**TASK DIRECTIONS:** Copy each line below that includes "Medium".

**Collected data:**
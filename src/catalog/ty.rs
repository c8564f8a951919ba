use serde::{Deserialize, Serialize};
use crate::color::Color;

/// The part an item plays in the overall look.  Used as a soft
/// preference by the assignment engines.
#[derive(Clone, Copy, Debug, PartialEq, Eq, Hash, Serialize, Deserialize)]
#[serde(rename_all = "kebab-case")]
pub enum Role {
    /// Large surfaces setting the backdrop (walls, ceilings).  Prefer
    /// light, muted colors.
    Background,
    /// Floors and rugs.  Prefer lower-to-mid lightness and moderate
    /// chroma.
    Ground,
    /// Small or deliberate pops of color.  Prefer higher chroma.
    Accent,
    /// Generic furniture.  Mid lightness, any chroma.
    Anchor,
    /// Trim, doors, countertops.  Strongly prefer low chroma.
    Neutral,
    /// Wardrobe pieces expected to share neutral tones (shoes, belts,
    /// bags).
    Foundation,
    /// Main visible garments (tops, bottoms, outerwear).
    Core,
}

/// Item-level color hint used as a tiebreaker.
#[derive(Clone, Copy, Debug, PartialEq, Eq, Hash, Serialize, Deserialize)]
#[serde(rename_all = "kebab-case")]
pub enum Tendency {
    Lighter,
    Darker,
    Warmer,
    Cooler,
    Neutral,
    Bold,
}

/// Visual weight of an item, i.e. how much of the field of view it
/// occupies.  Older catalogs use the discrete buckets; both map onto the
/// continuous 1–10 scale returned by [`Weight::value`].
#[derive(Clone, Copy, Debug, PartialEq, Serialize, Deserialize)]
#[serde(untagged)]
pub enum Weight {
    Scale(f64),
    Bucket(Bucket),
}

#[derive(Clone, Copy, Debug, PartialEq, Eq, Serialize, Deserialize)]
#[serde(rename_all = "lowercase")]
pub enum Bucket {
    Large,
    Medium,
    Small,
}

impl Weight {
    /// The weight on the 1–10 scale.
    pub fn value(&self) -> f64 {
        match *self {
            Weight::Scale(w) if w.is_finite() => w.clamp(1., 10.),
            Weight::Scale(_) => DEFAULT_WEIGHT,
            Weight::Bucket(Bucket::Large) => 8.,
            Weight::Bucket(Bucket::Medium) => 5.,
            Weight::Bucket(Bucket::Small) => 2.,
        }
    }
}

/// Expected lightness interval of an item (L\* in \[0, 100\]).
#[derive(Clone, Copy, Debug, PartialEq, Serialize, Deserialize)]
pub struct LightnessRange {
    pub min: f64,
    pub max: f64,
}

impl LightnessRange {
    /// Create a range, swapping the bounds if needed and clamping them
    /// to \[0, 100\].
    pub fn new(min: f64, max: f64) -> Self {
        let (min, max) = if min <= max { (min, max) } else { (max, min) };
        LightnessRange { min: min.clamp(0., 100.), max: max.clamp(0., 100.) }
    }

    #[inline]
    pub fn mid(&self) -> f64 { 0.5 * (self.min + self.max) }

    #[inline]
    pub fn width(&self) -> f64 { self.max - self.min }

    #[inline]
    pub fn contains(&self, l: f64) -> bool { self.min <= l && l <= self.max }

    /// Distance from `l` to the range (0 inside).
    pub fn outside(&self, l: f64) -> f64 {
        if l < self.min { self.min - l }
        else if l > self.max { l - self.max }
        else { 0. }
    }

    /// The `j`-th of `k` targets spread evenly from `min` to `max`
    /// (the midpoint when `k <= 1`).
    pub fn spread(&self, j: usize, k: usize) -> f64 {
        if k <= 1 { self.mid() }
        else { self.min + self.width() * j as f64 / (k - 1) as f64 }
    }
}

pub(crate) const DEFAULT_WEIGHT: f64 = 3.;
pub(crate) const DEFAULT_RANGE: LightnessRange =
    LightnessRange { min: 20., max: 90. };

/// Normalized metadata of an item.
#[derive(Clone, Copy, Debug, PartialEq, Serialize, Deserialize)]
pub struct ItemMeta {
    /// Visual weight on the 1–10 scale.
    pub weight: f64,
    pub lightness: LightnessRange,
    pub role: Role,
    pub tendency: Option<Tendency>,
}

impl ItemMeta {
    pub fn new(weight: Weight, lightness: LightnessRange, role: Role) -> Self {
        ItemMeta { weight: weight.value(), lightness, role, tendency: None }
    }

    pub fn tendency(mut self, t: Tendency) -> Self {
        self.tendency = Some(t);
        self
    }

    /// Metadata used for names absent from a catalog.
    pub fn fallback(role: Role) -> Self {
        ItemMeta { weight: DEFAULT_WEIGHT, lightness: DEFAULT_RANGE, role,
                   tendency: None }
    }
}

/// One catalog record as it appears in configuration files.  Every field
/// but the name is optional.
#[derive(Clone, Debug, PartialEq, Serialize, Deserialize)]
pub struct CatalogEntry {
    pub name: String,
    #[serde(default)]
    pub weight: Option<Weight>,
    #[serde(default)]
    pub lightness: Option<[f64; 2]>,
    #[serde(default)]
    pub role: Option<Role>,
    #[serde(default)]
    pub tendency: Option<Tendency>,
}

impl CatalogEntry {
    /// Normalize the entry, filling missing fields with the defaults of
    /// a catalog whose fallback role is `role`.
    pub fn meta(&self, role: Role) -> ItemMeta {
        ItemMeta {
            weight: self.weight.map_or(DEFAULT_WEIGHT, |w| w.value()),
            lightness: self.lightness
                .map_or(DEFAULT_RANGE, |[a, b]| LightnessRange::new(a, b)),
            role: self.role.unwrap_or(role),
            tendency: self.tendency,
        }
    }
}

/// An assignable slot.  The `id` is issued by whoever owns the item
/// lifecycle; this crate never creates identifiers.
#[derive(Clone, Debug, PartialEq, Serialize, Deserialize)]
pub struct Item {
    pub id: u64,
    pub name: String,
    /// `None` while unassigned.
    pub color: Option<Color>,
    pub meta: ItemMeta,
}

impl Item {
    pub fn new(id: u64, name: impl Into<String>, meta: ItemMeta) -> Self {
        Item { id, name: name.into(), color: None, meta }
    }

    /// Return the item with `color` assigned (pinned).
    pub fn with_color(mut self, color: Color) -> Self {
        self.color = Some(color);
        self
    }

    #[inline]
    pub fn is_assigned(&self) -> bool { self.color.is_some() }
}
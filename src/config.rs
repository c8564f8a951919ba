//! Tunable constants, read from TOML.
//!
//! Every field is optional; missing ones take the built-in defaults.
//!
//! ```toml
//! algorithm = "surface-area"
//!
//! [generator]
//! analogous_jitter = 25
//!
//! [scoring]
//! cluster_angle = 25
//!
//! [[catalog]]
//! name = "Piano"
//! weight = 5
//! lightness = [5, 30]
//! role = "anchor"
//! ```

use std::{fs, path::Path};
use serde::{Deserialize, Serialize};
use crate::{
    assign::Filler,
    catalog::{self, Catalog, CatalogEntry, Kind},
    cohesion::{Algorithm, Scorer, ScoringConfig},
    error::Result,
    harmony::{Generator, GeneratorConfig},
};

#[derive(Clone, Debug, Default, PartialEq, Serialize, Deserialize)]
#[serde(default)]
pub struct Config {
    pub generator: GeneratorConfig,
    pub scoring: ScoringConfig,
    /// Weighting used when none is given explicitly.
    pub algorithm: Algorithm,
    /// Additions to (or replacements in) the default catalogs.
    pub catalog: Vec<CatalogEntry>,
}

impl Config {
    pub fn from_toml_str(s: &str) -> Result<Config> {
        Ok(toml::from_str(s)?)
    }

    /// Read the configuration file at `path`.
    pub fn load(path: impl AsRef<Path>) -> Result<Config> {
        let path = path.as_ref();
        let text = fs::read_to_string(path)?;
        let config = Self::from_toml_str(&text)?;
        log::debug!("configuration loaded from {}", path.display());
        Ok(config)
    }

    /// The default catalog of `kind` with the configured entries applied.
    pub fn catalog(&self, kind: Kind) -> Catalog {
        let mut c = match kind {
            Kind::Room => catalog::ROOM.clone(),
            Kind::Wardrobe => catalog::WARDROBE.clone(),
        };
        c.extend(&self.catalog);
        c
    }

    pub fn generator(&self) -> Generator { Generator::new(self.generator) }

    pub fn scorer(&self) -> Scorer<'static> {
        Scorer::new(self.algorithm).config(self.scoring)
    }

    pub fn filler(&self) -> Filler {
        Filler::new(self.algorithm).scoring(self.scoring)
    }
}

**ANSWER TO THIS TASK:**
    Medium,
            Weight::Bucket(Bucket::Medium) => 5.,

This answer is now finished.